« On se sent un peu abandonnée ; on ne sait pas vers qui se tourner. » Un an après la disparition de Réunisaf et le licenciement d’Annick Maillot et de Martine Ribaira, ses deux animatrices de prévention, Brigitte (*) ne cache pas son désarroi. Cette Saint-Pierroise mère de cinq enfants en bas âge a du mal à se faire à l’idée qu’elle ne peut plus compter sur Annick – du moins plus comme avant.
Brigitte a trente-cinq ans ; elle en avait vingt-trois lorsqu’elle a pris ses premiers verres d’alcool. C’était lors de dîners ou de fêtes auxquels elle se rendait avec son mari, « bien placé » dans l’échelle sociale, comme on dit.
Dans la vie de la jeune femme les verres se sont progressivement enchaînés et son alcoolisation a fini par inquiéter son époux.
« C’est lui qui a pris conscience qu’il y avait un problème et qu’il fallait faire quelque chose avant qu’il soit trop tard. »
Brigitte fait alors mine d’arrêter mais elle continue à boire en cachette. Jusqu’au jour – c’était en 2011 – où son mari s’en aperçoit et décide de l’emmener à l’Institut Robert – Debré, une clinique de Saint-Gilles-les-Hauts spécialisée en addictologie.
« J’ai réussi à guérir grâce à elle »
À la fin de la consultation, le médecin de l’établissement téléphone à Réunisaf pour demander que la jeune femme puisse bénéficier d’un accompagnement. « Annick m’a rappelée tout de suite et elle est venue à la maison l’après-midi même », rapporte Brigitte.

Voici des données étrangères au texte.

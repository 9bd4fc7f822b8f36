//! Structured logging.
//!
//! Log level comes from `observability.log_level`; `RUST_LOG` overrides it.

use tracing_subscriber::util::TryInitError;
use tracing_subscriber::{layer::SubscriberExt, util::SubscriberInitExt, EnvFilter};

use crate::config::{LogFormat, ObservabilityConfig};

/// Install the global subscriber. Fails if one is already set.
pub fn init_logging(config: &ObservabilityConfig) -> Result<(), TryInitError> {
    let filter = EnvFilter::try_from_default_env()
        .unwrap_or_else(|_| EnvFilter::new(default_directives(&config.log_level)));

    let registry = tracing_subscriber::registry().with(filter);
    match config.log_format {
        LogFormat::Json => registry.with(tracing_subscriber::fmt::layer().json()).try_init(),
        LogFormat::Pretty => registry.with(tracing_subscriber::fmt::layer()).try_init(),
    }
}

fn default_directives(level: &str) -> String {
    format!("custom_response_proxy={level},tower_http={level}")
}
//! One-shot effect queue
//!
//! Bounded set of in-flight effect pipelines keyed by id, oldest first.
//! Entries leave the queue when their pipeline reports completion.

use serde::{Deserialize, Serialize};
use std::collections::VecDeque;
use uuid::Uuid;

/// Default number of concurrent effects
pub const DEFAULT_EFFECT_CAPACITY: usize = 8;

/// What happens when an effect is requested while the queue is full
#[derive(Debug, Clone, Copy, PartialEq, Eq, Default, Serialize, Deserialize)]
#[serde(rename_all = "snake_case")]
pub enum EffectOverflow {
    /// Reject the new effect
    #[default]
    DropNewest,
    /// Stop the oldest effect and start the new one
    EvictOldest,
}

/// Result of [`EffectQueue::make_room`]
#[derive(Debug)]
pub enum Room<T> {
    /// Queue had space
    Available,
    /// Oldest entry was removed to make space
    Evicted(Uuid, T),
    /// Queue is full and the policy keeps existing entries
    Full,
}

/// Bounded FIFO of effect entries
#[derive(Debug)]
pub struct EffectQueue<T> {
    entries: VecDeque<(Uuid, T)>,
    capacity: usize,
}

impl<T> EffectQueue<T> {
    pub fn new(capacity: usize) -> Self {
        Self {
            entries: VecDeque::with_capacity(capacity),
            capacity,
        }
    }

    /// Ensure one free place, applying `policy` when full.
    pub fn make_room(&mut self, policy: EffectOverflow) -> Room<T> {
        if self.entries.len() < self.capacity {
            return Room::Available;
        }
        match policy {
            EffectOverflow::DropNewest => Room::Full,
            EffectOverflow::EvictOldest => match self.entries.pop_front() {
                Some((id, entry)) => Room::Evicted(id, entry),
                None => Room::Full,
            },
        }
    }

    /// Add an entry. Returns it back if the queue is full.
    pub fn insert(&mut self, id: Uuid, entry: T) -> Result<(), T> {
        if self.entries.len() >= self.capacity {
            return Err(entry);
        }
        self.entries.push_back((id, entry));
        Ok(())
    }

    pub fn remove(&mut self, id: Uuid) -> Option<T> {
        let pos = self.entries.iter().position(|(entry_id, _)| *entry_id == id)?;
        self.entries.remove(pos).map(|(_, entry)| entry)
    }

    pub fn get(&self, id: Uuid) -> Option<&T> {
        self.entries
            .iter()
            .find(|(entry_id, _)| *entry_id == id)
            .map(|(_, entry)| entry)
    }

    /// Remove every entry, oldest first.
    pub fn drain(&mut self) -> impl Iterator<Item = (Uuid, T)> + '_ {
        self.entries.drain(..)
    }

    pub fn iter(&self) -> impl Iterator<Item = (&Uuid, &T)> {
        self.entries.iter().map(|(id, entry)| (id, entry))
    }

    pub fn len(&self) -> usize {
        self.entries.len()
    }

    pub fn is_empty(&self) -> bool {
        self.entries.is_empty()
    }

    pub fn capacity(&self) -> usize {
        self.capacity
    }
}

#[cfg(test)]
mod tests {
    use super::*;

    fn filled(capacity: usize) -> (EffectQueue<&'static str>, Vec<Uuid>) {
        let mut queue = EffectQueue::new(capacity);
        let names = ["a", "b", "c", "d"];
        let ids: Vec<Uuid> = (0..capacity).map(|_| Uuid::new_v4()).collect();
        for (id, name) in ids.iter().zip(names.iter()) {
            queue.insert(*id, *name).unwrap();
        }
        (queue, ids)
    }

    #[test]
    fn test_drop_newest_keeps_entries() {
        let (mut queue, _) = filled(2);
        assert!(matches!(queue.make_room(EffectOverflow::DropNewest), Room::Full));
        assert_eq!(queue.len(), 2);
        assert_eq!(queue.insert(Uuid::new_v4(), "x"), Err("x"));
    }

    #[test]
    fn test_evict_oldest() {
        let (mut queue, ids) = filled(2);
        match queue.make_room(EffectOverflow::EvictOldest) {
            Room::Evicted(id, entry) => {
                assert_eq!(id, ids[0]);
                assert_eq!(entry, "a");
            }
            other => panic!("expected eviction, got {:?}", other),
        }
        queue.insert(Uuid::new_v4(), "c").unwrap();
        assert_eq!(queue.len(), 2);
        assert!(queue.get(ids[1]).is_some());
    }

    #[test]
    fn test_room_available_when_not_full() {
        let (mut queue, _) = filled(1);
        queue.drain().for_each(drop);
        assert!(matches!(queue.make_room(EffectOverflow::DropNewest), Room::Available));
    }

    #[test]
    fn test_remove_by_id() {
        let (mut queue, ids) = filled(3);
        assert_eq!(queue.remove(ids[1]), Some("b"));
        assert_eq!(queue.remove(ids[1]), None);
        let order: Vec<_> = queue.iter().map(|(_, name)| *name).collect();
        assert_eq!(order, vec!["a", "c"]);
    }
}
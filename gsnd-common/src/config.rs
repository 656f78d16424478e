//! Configuration file resolution and TOML loading
//!
//! Resolution follows a fixed priority order:
//! 1. Command-line argument (highest priority)
//! 2. Environment variable
//! 3. Platform config directory (`<config_dir>/gsnd/config.toml`)
//! 4. Built-in defaults (no file)
//!
//! A file named on the command line or in the environment must exist. The
//! platform file is optional: when it is missing, defaults are used.

use crate::{Error, Result};
use serde::de::DeserializeOwned;
use std::path::{Path, PathBuf};
use tracing::{debug, info};

/// Environment variable consulted for the configuration file path
pub const CONFIG_ENV_VAR: &str = "GSND_CONFIG";

/// Where the configuration came from
#[derive(Debug, Clone, PartialEq, Eq)]
pub enum ConfigSource {
    /// Path given on the command line
    CommandLine(PathBuf),
    /// Path taken from the environment variable
    Environment(PathBuf),
    /// Platform default location (file exists)
    Platform(PathBuf),
    /// No file found; built-in defaults apply
    Defaults,
}

impl ConfigSource {
    /// Path of the file to load, if any
    pub fn path(&self) -> Option<&Path> {
        match self {
            ConfigSource::CommandLine(p) | ConfigSource::Environment(p) | ConfigSource::Platform(p) => {
                Some(p.as_path())
            }
            ConfigSource::Defaults => None,
        }
    }
}

/// Resolve the configuration file following the priority order above.
///
/// # Arguments
/// - `cli_arg`: path from the command line, if given
/// - `env_var_name`: environment variable to consult (usually [`CONFIG_ENV_VAR`])
pub fn resolve_config_path(cli_arg: Option<&Path>, env_var_name: &str) -> ConfigSource {
    // Priority 1: Command-line argument
    if let Some(path) = cli_arg {
        return ConfigSource::CommandLine(path.to_path_buf());
    }

    // Priority 2: Environment variable
    if let Ok(path) = std::env::var(env_var_name) {
        if !path.is_empty() {
            return ConfigSource::Environment(PathBuf::from(path));
        }
    }

    // Priority 3: Platform config directory
    if let Some(path) = platform_config_file() {
        if path.exists() {
            return ConfigSource::Platform(path);
        }
        debug!("No config file at {}", path.display());
    }

    ConfigSource::Defaults
}

/// Default configuration file location for the platform
pub fn platform_config_file() -> Option<PathBuf> {
    dirs::config_dir().map(|d| d.join("gsnd").join("config.toml"))
}

/// Load a TOML configuration from the resolved source.
///
/// `ConfigSource::Defaults` yields `T::default()`.
///
/// # Errors
/// - File named explicitly (command line or environment) does not exist
/// - File cannot be read
/// - File is not valid TOML for `T`
pub fn load_toml<T>(source: &ConfigSource) -> Result<T>
where
    T: DeserializeOwned + Default,
{
    let Some(path) = source.path() else {
        info!("No configuration file found, using built-in defaults");
        return Ok(T::default());
    };

    if !path.exists() {
        return Err(Error::Config(format!(
            "Config file not found: {}",
            path.display()
        )));
    }

    let content = std::fs::read_to_string(path)?;
    let config = toml::from_str::<T>(&content).map_err(|e| {
        Error::Config(format!("Failed to parse {}: {}", path.display(), e))
    })?;

    info!("Loaded configuration from {}", path.display());
    Ok(config)
}

#[cfg(test)]
mod tests {
    use super::*;

    #[test]
    fn test_cli_path_wins() {
        let source = resolve_config_path(Some(Path::new("/tmp/gsnd-cli.toml")), "GSND_TEST_UNSET_VAR");
        assert_eq!(
            source,
            ConfigSource::CommandLine(PathBuf::from("/tmp/gsnd-cli.toml"))
        );
        assert_eq!(source.path(), Some(Path::new("/tmp/gsnd-cli.toml")));
    }

    #[test]
    fn test_defaults_have_no_path() {
        assert!(ConfigSource::Defaults.path().is_none());
    }
}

À partir de ce jour-là, l’animatrice de prévention ne l’a plus « lâchée ». « Elle venait une fois par semaine. À domicile, ce qui est énorme pour la vie quotidienne. On parlait de tout et de rien, on rigolait, j’oubliais mes soucis. Elle me soutenait moralement. Elle m’a forcée à prendre conscience de ce qui, à part l’alcool, me ferait plaisir, à avoir des projets. C’est grâce à elle que j’ai pu passer mon permis de conduire, moi qui n’avais aucune confiance en moi.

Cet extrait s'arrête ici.